Records for the task below:
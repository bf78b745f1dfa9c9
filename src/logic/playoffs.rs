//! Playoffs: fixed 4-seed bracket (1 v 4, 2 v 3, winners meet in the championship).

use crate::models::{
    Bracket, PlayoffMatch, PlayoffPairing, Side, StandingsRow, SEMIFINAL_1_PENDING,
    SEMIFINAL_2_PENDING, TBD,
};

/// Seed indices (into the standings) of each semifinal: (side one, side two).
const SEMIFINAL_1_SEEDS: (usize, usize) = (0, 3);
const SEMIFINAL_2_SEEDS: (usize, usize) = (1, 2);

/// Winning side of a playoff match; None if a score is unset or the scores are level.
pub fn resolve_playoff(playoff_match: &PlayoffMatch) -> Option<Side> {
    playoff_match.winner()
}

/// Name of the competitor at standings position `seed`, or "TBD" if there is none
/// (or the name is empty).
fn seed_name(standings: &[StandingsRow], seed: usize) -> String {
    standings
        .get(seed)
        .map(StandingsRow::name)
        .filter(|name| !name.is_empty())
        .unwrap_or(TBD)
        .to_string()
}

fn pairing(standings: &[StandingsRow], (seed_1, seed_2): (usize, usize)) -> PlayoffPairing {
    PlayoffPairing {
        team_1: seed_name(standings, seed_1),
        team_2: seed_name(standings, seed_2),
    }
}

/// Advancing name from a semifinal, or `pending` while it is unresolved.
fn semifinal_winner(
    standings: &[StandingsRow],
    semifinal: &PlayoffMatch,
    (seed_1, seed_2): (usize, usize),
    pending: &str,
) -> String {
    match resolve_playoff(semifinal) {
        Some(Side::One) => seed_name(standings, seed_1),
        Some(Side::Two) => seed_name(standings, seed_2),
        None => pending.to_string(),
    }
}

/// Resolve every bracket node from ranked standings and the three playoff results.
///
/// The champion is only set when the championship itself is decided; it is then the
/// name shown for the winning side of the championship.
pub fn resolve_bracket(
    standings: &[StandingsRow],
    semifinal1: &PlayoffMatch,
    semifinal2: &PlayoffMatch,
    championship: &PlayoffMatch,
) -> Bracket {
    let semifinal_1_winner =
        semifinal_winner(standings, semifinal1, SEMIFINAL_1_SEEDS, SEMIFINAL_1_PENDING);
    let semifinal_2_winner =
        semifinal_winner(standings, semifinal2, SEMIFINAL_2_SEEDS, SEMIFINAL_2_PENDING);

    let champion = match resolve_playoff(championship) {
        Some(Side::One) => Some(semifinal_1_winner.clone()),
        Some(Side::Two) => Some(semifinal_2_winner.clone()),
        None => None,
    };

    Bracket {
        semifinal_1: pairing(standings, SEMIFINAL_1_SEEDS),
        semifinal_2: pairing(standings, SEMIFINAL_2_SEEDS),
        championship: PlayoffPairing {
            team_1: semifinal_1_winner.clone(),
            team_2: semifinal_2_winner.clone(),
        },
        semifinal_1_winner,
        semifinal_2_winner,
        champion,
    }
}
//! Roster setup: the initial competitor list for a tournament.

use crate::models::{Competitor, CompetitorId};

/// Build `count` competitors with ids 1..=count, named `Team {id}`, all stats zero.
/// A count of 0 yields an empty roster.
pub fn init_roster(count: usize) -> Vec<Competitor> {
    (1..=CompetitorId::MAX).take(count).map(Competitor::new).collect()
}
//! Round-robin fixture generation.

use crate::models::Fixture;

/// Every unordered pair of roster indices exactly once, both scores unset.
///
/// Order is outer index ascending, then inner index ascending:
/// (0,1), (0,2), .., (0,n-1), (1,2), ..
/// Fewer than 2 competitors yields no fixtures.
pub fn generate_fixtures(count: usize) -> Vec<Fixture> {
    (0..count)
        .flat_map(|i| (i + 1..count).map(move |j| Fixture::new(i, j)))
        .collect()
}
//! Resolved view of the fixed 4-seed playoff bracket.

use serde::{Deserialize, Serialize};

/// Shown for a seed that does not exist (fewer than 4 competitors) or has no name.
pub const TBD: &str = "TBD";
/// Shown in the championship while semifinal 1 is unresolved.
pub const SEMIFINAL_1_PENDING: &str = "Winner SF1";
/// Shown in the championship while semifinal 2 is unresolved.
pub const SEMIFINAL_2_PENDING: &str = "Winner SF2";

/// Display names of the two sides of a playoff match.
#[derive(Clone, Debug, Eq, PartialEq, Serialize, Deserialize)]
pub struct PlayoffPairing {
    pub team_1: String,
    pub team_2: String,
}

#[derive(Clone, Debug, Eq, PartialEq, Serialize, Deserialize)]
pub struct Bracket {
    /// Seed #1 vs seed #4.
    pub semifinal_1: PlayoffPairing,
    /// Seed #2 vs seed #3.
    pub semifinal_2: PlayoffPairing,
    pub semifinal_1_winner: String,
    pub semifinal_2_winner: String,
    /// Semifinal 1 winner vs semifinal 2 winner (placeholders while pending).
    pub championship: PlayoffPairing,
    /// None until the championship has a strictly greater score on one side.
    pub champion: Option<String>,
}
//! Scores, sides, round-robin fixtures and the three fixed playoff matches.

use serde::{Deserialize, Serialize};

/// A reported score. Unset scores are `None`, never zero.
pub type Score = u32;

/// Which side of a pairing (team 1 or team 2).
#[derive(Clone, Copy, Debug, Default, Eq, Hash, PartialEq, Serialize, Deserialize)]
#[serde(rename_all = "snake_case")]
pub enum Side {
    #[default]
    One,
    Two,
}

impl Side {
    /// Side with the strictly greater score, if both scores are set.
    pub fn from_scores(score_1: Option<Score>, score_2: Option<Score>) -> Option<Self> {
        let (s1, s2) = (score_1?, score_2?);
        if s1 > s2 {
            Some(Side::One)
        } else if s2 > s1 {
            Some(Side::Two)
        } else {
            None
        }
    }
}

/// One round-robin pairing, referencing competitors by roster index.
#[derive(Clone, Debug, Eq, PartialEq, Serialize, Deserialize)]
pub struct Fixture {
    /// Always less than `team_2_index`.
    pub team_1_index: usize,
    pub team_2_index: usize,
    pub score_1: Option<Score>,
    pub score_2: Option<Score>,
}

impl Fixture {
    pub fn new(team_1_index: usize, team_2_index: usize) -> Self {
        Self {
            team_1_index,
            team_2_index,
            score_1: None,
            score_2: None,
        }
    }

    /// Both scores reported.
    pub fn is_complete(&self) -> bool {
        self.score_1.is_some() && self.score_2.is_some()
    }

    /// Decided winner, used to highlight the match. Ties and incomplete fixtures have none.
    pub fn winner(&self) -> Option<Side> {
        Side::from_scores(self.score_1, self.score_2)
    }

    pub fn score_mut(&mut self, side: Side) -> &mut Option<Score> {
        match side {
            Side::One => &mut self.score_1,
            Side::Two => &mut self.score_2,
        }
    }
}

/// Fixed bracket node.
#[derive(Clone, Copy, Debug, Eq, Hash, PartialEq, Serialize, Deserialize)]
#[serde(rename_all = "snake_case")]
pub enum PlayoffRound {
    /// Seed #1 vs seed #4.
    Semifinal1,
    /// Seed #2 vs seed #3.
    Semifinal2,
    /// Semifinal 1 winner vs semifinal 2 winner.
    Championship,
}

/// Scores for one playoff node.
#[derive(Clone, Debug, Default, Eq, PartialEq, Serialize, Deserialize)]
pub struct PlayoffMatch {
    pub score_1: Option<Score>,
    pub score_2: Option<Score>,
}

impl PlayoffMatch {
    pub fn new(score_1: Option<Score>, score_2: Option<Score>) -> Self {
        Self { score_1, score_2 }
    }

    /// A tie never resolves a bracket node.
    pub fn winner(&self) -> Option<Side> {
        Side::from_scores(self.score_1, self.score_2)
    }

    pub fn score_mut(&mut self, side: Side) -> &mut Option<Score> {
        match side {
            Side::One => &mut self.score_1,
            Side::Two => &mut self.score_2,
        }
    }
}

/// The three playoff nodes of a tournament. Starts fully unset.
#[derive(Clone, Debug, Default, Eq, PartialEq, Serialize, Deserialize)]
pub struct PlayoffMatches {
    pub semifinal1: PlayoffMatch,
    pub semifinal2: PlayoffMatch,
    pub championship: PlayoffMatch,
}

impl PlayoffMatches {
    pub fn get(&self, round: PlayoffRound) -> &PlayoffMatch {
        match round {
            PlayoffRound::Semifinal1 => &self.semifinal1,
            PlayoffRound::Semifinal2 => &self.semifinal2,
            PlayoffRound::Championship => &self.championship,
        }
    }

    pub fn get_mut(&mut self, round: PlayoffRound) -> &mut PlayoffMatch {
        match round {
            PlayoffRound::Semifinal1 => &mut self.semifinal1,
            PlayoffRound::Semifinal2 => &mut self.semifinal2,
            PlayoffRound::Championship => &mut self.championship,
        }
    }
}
End of Records for the task.
◆ **Your instructions**:
Beginning at the line that holds "PlayoffRound::Semifinal2 => &mut", write out word for word each line through the end of the records.

◆ **Result for this task**:
            PlayoffRound::Semifinal2 => &mut self.semifinal2,
            PlayoffRound::Championship => &mut self.championship,
        }
    }
}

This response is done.